Glencore ditches plans for $1.3 bln Australian coal mine
By Melanie Burton
MELBOURNE, Dec 8 (Reuters) - Glencore has shelved development of a A$2 billion ($1.3 billion) coal mine in Australia's Queensland state given global uncertainties and a hike in state royalties that damaged investor confidence, it said on Thursday.
The miner had been in a permitting process for the Valeria mine in the Bowen Basin, which would have produced up to 20 million tonnes of thermal and metallurgical coal a year, and was part of a package it bought from Rio Tinto Ltd for $1.7 billion in 2018. Its decision comes against a backdrop of uncertainty over the speed of global decarbonisation and as project finance has become harder to find for greenfield coal mines - those that are not expansions of existing projects.

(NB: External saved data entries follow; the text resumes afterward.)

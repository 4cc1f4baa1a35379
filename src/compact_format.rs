//! The printf-struct-style compact format decoder (spec §6): a secondary
//! convenience that turns a format string like `">B:a H:b B:c"` into an
//! equivalent field sequence and decodes with it, for callers migrating
//! from a Python `struct`-shaped payload description.

use crate::cursor::ByteOrder;
use crate::decode::decode;
use crate::error::{CodecError, Result};
use crate::schema::field::{CountSource, Field, FieldKind, RepeatSpec, Termination};
use crate::schema::Schema;
use crate::value::Value;

/// Parse the format string into (default byte order, field sequence). `=`
/// and `@` ("native") are not meaningfully native on this core — which has
/// no host-endianness concept (spec §4.1) — so both resolve to little
/// endian, the common case among the embedded payloads this format
/// targets.
pub fn parse_format(fmt: &str) -> Result<(ByteOrder, Vec<Field>)> {
    let mut chars = fmt.chars().peekable();
    let mut order = ByteOrder::Big;

    match chars.peek() {
        Some('>') | Some('!') => {
            chars.next();
            order = ByteOrder::Big;
        }
        Some('<') | Some('=') | Some('@') => {
            chars.next();
            order = ByteOrder::Little;
        }
        _ => {}
    }

    let mut fields = Vec::new();
    let mut auto_index = 0usize;
    loop {
        while matches!(chars.peek(), Some(c) if c.is_whitespace()) {
            chars.next();
        }
        if chars.peek().is_none() {
            break;
        }

        let mut digits = String::new();
        while matches!(chars.peek(), Some(c) if c.is_ascii_digit()) {
            digits.push(chars.next().unwrap());
        }
        let count: usize = if digits.is_empty() {
            1
        } else {
            digits.parse().map_err(|_| {
                CodecError::Other(anyhow::anyhow!("bad repeat count {digits:?} in format string"))
            })?
        };

        let Some(type_char) = chars.next() else {
            return Err(CodecError::Other(anyhow::anyhow!(
                "format string ended mid-token"
            )));
        };

        let mut name = None;
        if chars.peek() == Some(&':') {
            chars.next();
            let mut n = String::new();
            while matches!(chars.peek(), Some(c) if !c.is_whitespace()) {
                n.push(chars.next().unwrap());
            }
            name = Some(n);
        }

        if type_char == 'x' {
            fields.push(Field::new(format!("_pad{auto_index}"), FieldKind::Skip { len: count }));
            auto_index += 1;
            continue;
        }

        let field_name = name.unwrap_or_else(|| {
            let n = format!("_field{auto_index}");
            auto_index += 1;
            n
        });

        if type_char == 's' {
            fields.push(Field::new(field_name, FieldKind::Ascii { len: count }));
            continue;
        }
        if type_char == 'p' {
            // Pascal string: first byte is the length, remainder is text;
            // approximated here as a fixed-length ASCII read of `count`
            // bytes (the leading length byte is not separately surfaced).
            fields.push(Field::new(field_name, FieldKind::Ascii { len: count }));
            continue;
        }

        let element_kind = primitive_kind(type_char)?;
        if count == 1 {
            fields.push(Field::new(field_name, element_kind));
        } else {
            let element = Field::new("value", element_kind);
            fields.push(Field::new(
                field_name,
                FieldKind::Repeat(RepeatSpec {
                    fields: vec![element],
                    termination: Termination::Count(CountSource::Literal(count)),
                    min: None,
                    max: crate::schema::field::DEFAULT_REPEAT_MAX,
                }),
            ));
        }
    }

    Ok((order, fields))
}

fn primitive_kind(type_char: char) -> Result<FieldKind> {
    Ok(match type_char {
        'b' => FieldKind::Int { width: 1 },
        'B' => FieldKind::UInt { width: 1 },
        'h' => FieldKind::Int { width: 2 },
        'H' => FieldKind::UInt { width: 2 },
        'i' | 'l' => FieldKind::Int { width: 4 },
        'I' | 'L' => FieldKind::UInt { width: 4 },
        'q' => FieldKind::Int { width: 8 },
        'Q' => FieldKind::UInt { width: 8 },
        'e' => FieldKind::Float { width: 2 },
        'f' => FieldKind::Float { width: 4 },
        'd' => FieldKind::Float { width: 8 },
        '?' => FieldKind::BoolBit { bit: 0, consumes_byte: true },
        'c' => FieldKind::RawBytes(crate::schema::field::RawBytesSpec {
            len: 1,
            format: crate::schema::field::RawFormat::HexLower,
            separator: None,
        }),
        other => return Err(CodecError::UnknownType(format!("compact format type `{other}`"))),
    })
}

/// Parse `fmt` and decode `bytes` against the resulting field sequence in
/// one step (spec §6).
pub fn decode_compact(fmt: &str, bytes: &[u8]) -> Result<Value> {
    let (order, fields) = parse_format(fmt)?;
    let schema = Schema::new(fields).with_byte_order(order);
    decode(&schema, bytes)
}

#[cfg(test)]
mod tests {
    use super::*;

    #[test]
    fn basic_tokens_decode_named_fields() {
        let result = decode_compact(">B:a H:b B:c", &[0x01, 0x00, 0x02, 0x03]).unwrap();
        let obj = result.as_object().unwrap();
        assert_eq!(obj["a"], Value::Integer(1));
        assert_eq!(obj["b"], Value::Integer(2));
        assert_eq!(obj["c"], Value::Integer(3));
    }

    #[test]
    fn pad_bytes_are_skipped() {
        let result = decode_compact(">B x B", &[0x09, 0xFF, 0x0A]).unwrap();
        let obj = result.as_object().unwrap();
        assert_eq!(obj.len(), 2);
    }

    #[test]
    fn repeated_primitive_becomes_array() {
        let result = decode_compact(">3B:vals", &[1, 2, 3]).unwrap();
        let arr = result.as_object().unwrap()["vals"].as_array().unwrap();
        assert_eq!(arr.len(), 3);
    }

    #[test]
    fn little_endian_prefix() {
        let result = decode_compact("<H:v", &[0x01, 0x02]).unwrap();
        assert_eq!(result.as_object().unwrap()["v"], Value::Integer(0x0201));
    }
}
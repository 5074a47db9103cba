//! # Metapack
//!
//! The byte layer underneath the remote object protocol.
//!
//! ## Philosophy
//!
//! - **Dynamic values first**: the scalar set mirrors what a dynamically typed
//!   host can hand us: `undefined`, `null`, booleans, doubles, integers, text and bytes.
//! - **TLV Architecture**: `[Tag][Length?][Value]` lets a reader skip fields it
//!   does not understand, which is how frames stay forward compatible.
//! - **Bounded**: the encoder tracks open scopes explicitly and back-patches
//!   lengths. Decoders are zero-copy, bounds-checked views that never panic.
//!
//! ## Format
//!
//! - **Scalars**: `[Tag: 1b][Data: N]`
//! - **Blobs**: `[Tag: 1b][Len: 4b][Data: Len]`
//! - **Containers**: `[Tag: 1b][Len: 4b][Body: Len]`
//!
//! All integers are Little-Endian.

#[cfg(test)]
mod tests;

/// Metapack serialization and deserialization errors.
#[derive(Debug, Clone, PartialEq, Eq)]
pub enum Error {
    /// Byte does not correspond to a valid `Tag`.
    InvalidTag(u8),
    /// Read a valid tag, but not the one the caller asked for.
    UnexpectedTag { expected: Tag, found: Tag },
    /// String data is not valid UTF-8.
    InvalidUtf8,
    /// Closing a scope that does not match the innermost open scope.
    ScopeMismatch { expected: Scope, actual: Scope },
    /// Attempted to close a scope when none is open.
    ScopeUnderflow,
    /// Attempted to finalize the buffer with open scopes.
    ScopeStillOpen,
    /// Buffer exhausted while reading.
    UnexpectedEnd,
    /// Bytes left over after the caller expected the view to be consumed.
    TrailingBytes(usize),
    /// Blob or container length exceeds `u32::MAX`.
    BlobTooLarge(usize),
    /// Attempted to write more than one payload into an Option or Variant.
    TooManyItems(Scope),
    /// Attempted to close an Option or Variant without a payload.
    EmptyAdt(Scope),
    /// Attempted to write a non-Variant directly into a Map.
    InvalidMapEntry,
}

impl std::fmt::Display for Error {
    fn fmt(&self, f: &mut std::fmt::Formatter<'_>) -> std::fmt::Result {
        match self {
            Error::InvalidTag(b) => write!(f, "invalid tag byte: {:#04x}", b),
            Error::UnexpectedTag { expected, found } => {
                write!(f, "unexpected tag: expected {:?}, found {:?}", expected, found)
            }
            Error::InvalidUtf8 => write!(f, "string is not valid utf-8"),
            Error::ScopeMismatch { expected, actual } => {
                write!(f, "scope mismatch: expected {:?}, found {:?}", expected, actual)
            }
            Error::TrailingBytes(n) => write!(f, "{} trailing bytes after value", n),
            Error::TooManyItems(s) => write!(f, "too many items in scope {:?}; expected exactly 1", s),
            Error::EmptyAdt(s) => write!(f, "empty scope {:?}; expected exactly 1 item", s),
            _ => write!(f, "{:?}", self),
        }
    }
}

impl std::error::Error for Error {}

/// Specialized `Result` for metapack operations.
pub type Result<T> = std::result::Result<T, Error>;

/// Identifies the type of the encoded value.
#[repr(u8)]
#[derive(Debug, Clone, Copy, PartialEq, Eq)]
pub enum Tag {
    /// Padding (skipped by readers).
    Pad = 0x00,

    // Fixed-width scalars
    BoolTrue = 0x01,
    BoolFalse = 0x02,
    U64 = 0x03,
    S64 = 0x04,
    F64 = 0x05,

    // Empty markers
    Undefined = 0x06,
    Null = 0x07,
    OptionNone = 0x08,

    // Blobs (Tag + u32 Len + Bytes)
    String = 0x10,
    Bytes = 0x11,

    // Containers (Tag + u32 Len + Body)
    List = 0x20,
    Map = 0x21,

    // Single-payload containers (Tag + u32 Len + Body)
    OptionSome = 0x30,
    Variant = 0x31,
}

impl Tag {
    /// Returns the Tag for a given byte, or `None` if invalid.
    pub fn from_u8(b: u8) -> Option<Self> {
        let tag = match b {
            0x00 => Tag::Pad,
            0x01 => Tag::BoolTrue,
            0x02 => Tag::BoolFalse,
            0x03 => Tag::U64,
            0x04 => Tag::S64,
            0x05 => Tag::F64,
            0x06 => Tag::Undefined,
            0x07 => Tag::Null,
            0x08 => Tag::OptionNone,
            0x10 => Tag::String,
            0x11 => Tag::Bytes,
            0x20 => Tag::List,
            0x21 => Tag::Map,
            0x30 => Tag::OptionSome,
            0x31 => Tag::Variant,
            _ => return None,
        };
        Some(tag)
    }

    /// Number of payload bytes following a fixed-width tag, `None` for
    /// length-prefixed tags.
    fn fixed_width(self) -> Option<usize> {
        match self {
            Tag::Pad | Tag::BoolTrue | Tag::BoolFalse => Some(0),
            Tag::Undefined | Tag::Null | Tag::OptionNone => Some(0),
            Tag::U64 | Tag::S64 | Tag::F64 => Some(8),
            Tag::String | Tag::Bytes | Tag::List | Tag::Map | Tag::OptionSome | Tag::Variant => None,
        }
    }
}

/// Kinds of open container on the `Encoder` stack.
#[derive(Debug, Clone, Copy, PartialEq, Eq)]
pub enum Scope {
    /// Top level; allows any number of items.
    Root,
    /// Ordered sequence; allows any number of items.
    List,
    /// Key-Value container; only `Tag::Variant` items.
    Map,
    /// Exactly one item.
    Option,
    /// Exactly one item (the payload) after the name.
    Variant,
}

struct Frame {
    start: usize,
    scope: Scope,
    count: usize,
}

/// A bounded, state-machine driven encoder.
///
/// # Structural Invariants
///
/// 1.  **Map Scopes**: only `variant_begin()` may write a direct child.
/// 2.  **Option / Variant Scopes**: exactly one payload item.
/// 3.  **Root Scope**: every opened scope must be closed before `into_bytes()`.
pub struct Encoder {
    buf: Vec<u8>,
    /// Open scopes, innermost last. Root is implicit.
    stack: Vec<Frame>,
}

impl Default for Encoder {
    fn default() -> Self {
        Self::new()
    }
}

impl Encoder {
    pub fn new() -> Self {
        Self {
            buf: Vec::with_capacity(256),
            stack: Vec::with_capacity(8),
        }
    }

    /// Consumes the encoder and returns the encoded bytes.
    ///
    /// # Errors
    /// Returns `Error::ScopeStillOpen` if any scope is still open.
    pub fn into_bytes(self) -> Result<Vec<u8>> {
        if !self.stack.is_empty() {
            return Err(Error::ScopeStillOpen);
        }
        Ok(self.buf)
    }

    fn scope(&self) -> Scope {
        self.stack.last().map_or(Scope::Root, |frame| frame.scope)
    }

    fn check_write(&self, tag: Tag) -> Result<()> {
        let Some(frame) = self.stack.last() else { return Ok(()) };
        match frame.scope {
            Scope::Root | Scope::List => Ok(()),
            Scope::Map if tag == Tag::Variant => Ok(()),
            Scope::Map => Err(Error::InvalidMapEntry),
            Scope::Option | Scope::Variant if frame.count >= 1 => Err(Error::TooManyItems(frame.scope)),
            Scope::Option | Scope::Variant => Ok(()),
        }
    }

    fn on_item_written(&mut self) {
        if let Some(frame) = self.stack.last_mut() {
            frame.count += 1;
        }
    }

    fn scalar(&mut self, tag: Tag, data: &[u8]) -> Result<()> {
        self.check_write(tag)?;
        self.buf.push(tag as u8);
        self.buf.extend_from_slice(data);
        self.on_item_written();
        Ok(())
    }

    fn blob(&mut self, tag: Tag, data: &[u8]) -> Result<()> {
        let len = u32::try_from(data.len()).map_err(|_| Error::BlobTooLarge(data.len()))?;
        self.check_write(tag)?;
        self.buf.push(tag as u8);
        self.buf.extend_from_slice(&len.to_le_bytes());
        self.buf.extend_from_slice(data);
        self.on_item_written();
        Ok(())
    }

    fn begin_scope(&mut self, tag: Tag, scope: Scope) -> Result<()> {
        self.check_write(tag)?;
        self.buf.push(tag as u8);
        self.buf.extend_from_slice(&[0, 0, 0, 0]);
        self.stack.push(Frame { start: self.buf.len(), scope, count: 0 });
        Ok(())
    }

    fn end_scope(&mut self, expected: Scope) -> Result<()> {
        let actual = self.scope();
        let Some(frame) = self.stack.pop() else { return Err(Error::ScopeUnderflow) };
        if actual != expected {
            self.stack.push(frame);
            return Err(Error::ScopeMismatch { expected, actual });
        }
        if matches!(frame.scope, Scope::Option | Scope::Variant) && frame.count == 0 {
            self.stack.push(frame);
            return Err(Error::EmptyAdt(expected));
        }

        let body_len = self.buf.len() - frame.start;
        let len = u32::try_from(body_len).map_err(|_| Error::BlobTooLarge(body_len))?;
        self.buf[frame.start - 4..frame.start].copy_from_slice(&len.to_le_bytes());
        self.on_item_written();
        Ok(())
    }

    /// Encodes a boolean.
    pub fn bool(&mut self, v: bool) -> Result<()> {
        self.scalar(if v { Tag::BoolTrue } else { Tag::BoolFalse }, &[])
    }

    /// Encodes an unsigned 64-bit integer (LE).
    pub fn u64(&mut self, v: u64) -> Result<()> { self.scalar(Tag::U64, &v.to_le_bytes()) }
    /// Encodes a signed 64-bit integer (LE).
    pub fn s64(&mut self, v: i64) -> Result<()> { self.scalar(Tag::S64, &v.to_le_bytes()) }
    /// Encodes a double (LE). NaN payloads are preserved bit for bit.
    pub fn f64(&mut self, v: f64) -> Result<()> { self.scalar(Tag::F64, &v.to_bits().to_le_bytes()) }

    /// Encodes the `undefined` marker.
    pub fn undefined(&mut self) -> Result<()> { self.scalar(Tag::Undefined, &[]) }
    /// Encodes the `null` marker.
    pub fn null(&mut self) -> Result<()> { self.scalar(Tag::Null, &[]) }
    /// Encodes `Option::None`.
    pub fn option_none(&mut self) -> Result<()> { self.scalar(Tag::OptionNone, &[]) }

    /// Encodes a UTF-8 string blob.
    pub fn str(&mut self, v: &str) -> Result<()> { self.blob(Tag::String, v.as_bytes()) }
    /// Encodes a raw byte blob.
    pub fn bytes(&mut self, v: &[u8]) -> Result<()> { self.blob(Tag::Bytes, v) }

    /// Begins a List. Any number of items, closed by `list_end()`.
    pub fn list_begin(&mut self) -> Result<()> { self.begin_scope(Tag::List, Scope::List) }
    pub fn list_end(&mut self) -> Result<()> { self.end_scope(Scope::List) }

    /// Begins a Map. Only `variant_begin()` entries, closed by `map_end()`.
    pub fn map_begin(&mut self) -> Result<()> { self.begin_scope(Tag::Map, Scope::Map) }
    pub fn map_end(&mut self) -> Result<()> { self.end_scope(Scope::Map) }

    /// Begins an `Option::Some`; exactly one item before `option_some_end()`.
    pub fn option_some_begin(&mut self) -> Result<()> { self.begin_scope(Tag::OptionSome, Scope::Option) }
    pub fn option_some_end(&mut self) -> Result<()> { self.end_scope(Scope::Option) }

    /// Begins a named payload. The name is written immediately; exactly one
    /// payload item must follow before `variant_end()`.
    pub fn variant_begin(&mut self, name: &str) -> Result<()> {
        self.begin_scope(Tag::Variant, Scope::Variant)?;
        self.str(name)?;
        if let Some(frame) = self.stack.last_mut() {
            frame.count = 0;
        }
        Ok(())
    }
    pub fn variant_end(&mut self) -> Result<()> { self.end_scope(Scope::Variant) }

    /// Writes `name => payload` as a single map entry.
    pub fn entry(&mut self, name: &str, payload: impl FnOnce(&mut Self) -> Result<()>) -> Result<()> {
        self.variant_begin(name)?;
        payload(self)?;
        self.variant_end()
    }
}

"Glencore has decided to withdraw the Valeria coal project from the current approvals process and will place the project under review," it said in a statement. "The decision has been made in the current context of increased global uncertainty," it said, adding the move was in line with its commitment "to a responsibly managed decline of our global coal business and our ambition of being a net zero total emissions business by 2050."Queensland, also home to coal mines owned by majors BHP Group Ltd , Anglo American PLC and Peabody Energy Corp , in June ended a 10-year freeze on royalty rates and raised them to capture windfall profit. The state on Wednesday forecast a record surplus of A$5.2 billion for the current financial year, largely driven by the higher royalty payments. "Governments are already benefiting from higher royalty and corporate tax revenue from the Australian coal sector," a Glencore spokesperson added.
"Abrupt decisions like the Queensland super royalty hike have damaged investor confidence, increased uncertainty and raised a red flag with key trading partners," he said. Australia is expected to announce caps on gas and coal prices before Christmas, possibly in the coming days. ($1 = 1.4883 Australian dollars) (Reporting by Melanie Burton; Editing by Stephen Coates)+613 9286 1421; Reuters Messaging: firstname.lastname@example.org))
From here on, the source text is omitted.